Post it up bro:thumbsup:


----------



## Templar223 (Jun 26, 2010)

I'm now carrying an Eagletac P-series.

In my weak side pocket with my change is, of all things, an Ultrafire A10 with a Li-Ion cell in it. Awesome "backup" light.

Also have one of those Innova (?) squeeze lights on my keychain.

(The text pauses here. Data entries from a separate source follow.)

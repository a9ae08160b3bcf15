//! Pipeline orchestration.
//!
//! The orchestrator drives an ordered list of agents over one
//! `ProjectContext` at a time, enforcing the status state machine,
//! stage contracts, retry policy, the review gate, and terminal handoff.

pub mod orchestrator;

pub use orchestrator::{Orchestrator, PipelineStats, RunError, RunOutcome};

In the fannypack is a Fenix P3D (2 cell CR123 light) to compliment my Glock 19 and my Lone Wolf Recon folding knife.

John


----------



## ZardHex (Jun 26, 2010)

ITP SA1 Eluma...a little bulky for pocket carry? Maybe for some...but it throws out the lumens with an AW 14500 :thumbsup: plus, the forward clicky is handy!


----------



## redbike (Jun 26, 2010)

SF Backup.


----------



## Sparky's Magic (Jun 26, 2010)

Malkoff MD2 With M61 and Hi/Lo switch in Camo. Run on 2xRCRs Low gives about
40 lumens. This is a brilliant 'light and an easy size to EDC.

I'm never very far from my Quark mini Ti. 123; a fantastic performer and so small and a
great back up.


----------



## qtaco (Jun 26, 2010)

For a year now it's been a stock Liteflux LF2XT on 10440, and I don't see that changing soon. A ~2 day low, instant access to a powerful max, and I can check the battery voltage (and so estimate the energy left) at any time.


----------



## BarryG (Jun 26, 2010)

I have been carrying my Jet 1-Pro with 14500 and my IlluminaTi with aaa Lithium as a back-up.
All my buddies are blown away by how bright they are for the size.


----------



## Zatoichi (Jun 26, 2010)

The Quark Mini and Spyderco are with me all the time, the keys when I go out. The pen's a Fisher Bullet of course. The whistle might seem unnecessary, but it's handy when I need the girlfriend to fetch me a beer.  The knives aren't going to blow any Americans away, but they're 'UK legal', and nice and slim.


----------



## chef4850 (Jun 26, 2010)

Although I do a lot of rotation. For the last few months I have had a fondness for the Sufrefire L1 TIR with FO4. A really great setup for general daily tasks. Throw is all but gone but the beam is a great flood, very smooth from "spot" to spill. 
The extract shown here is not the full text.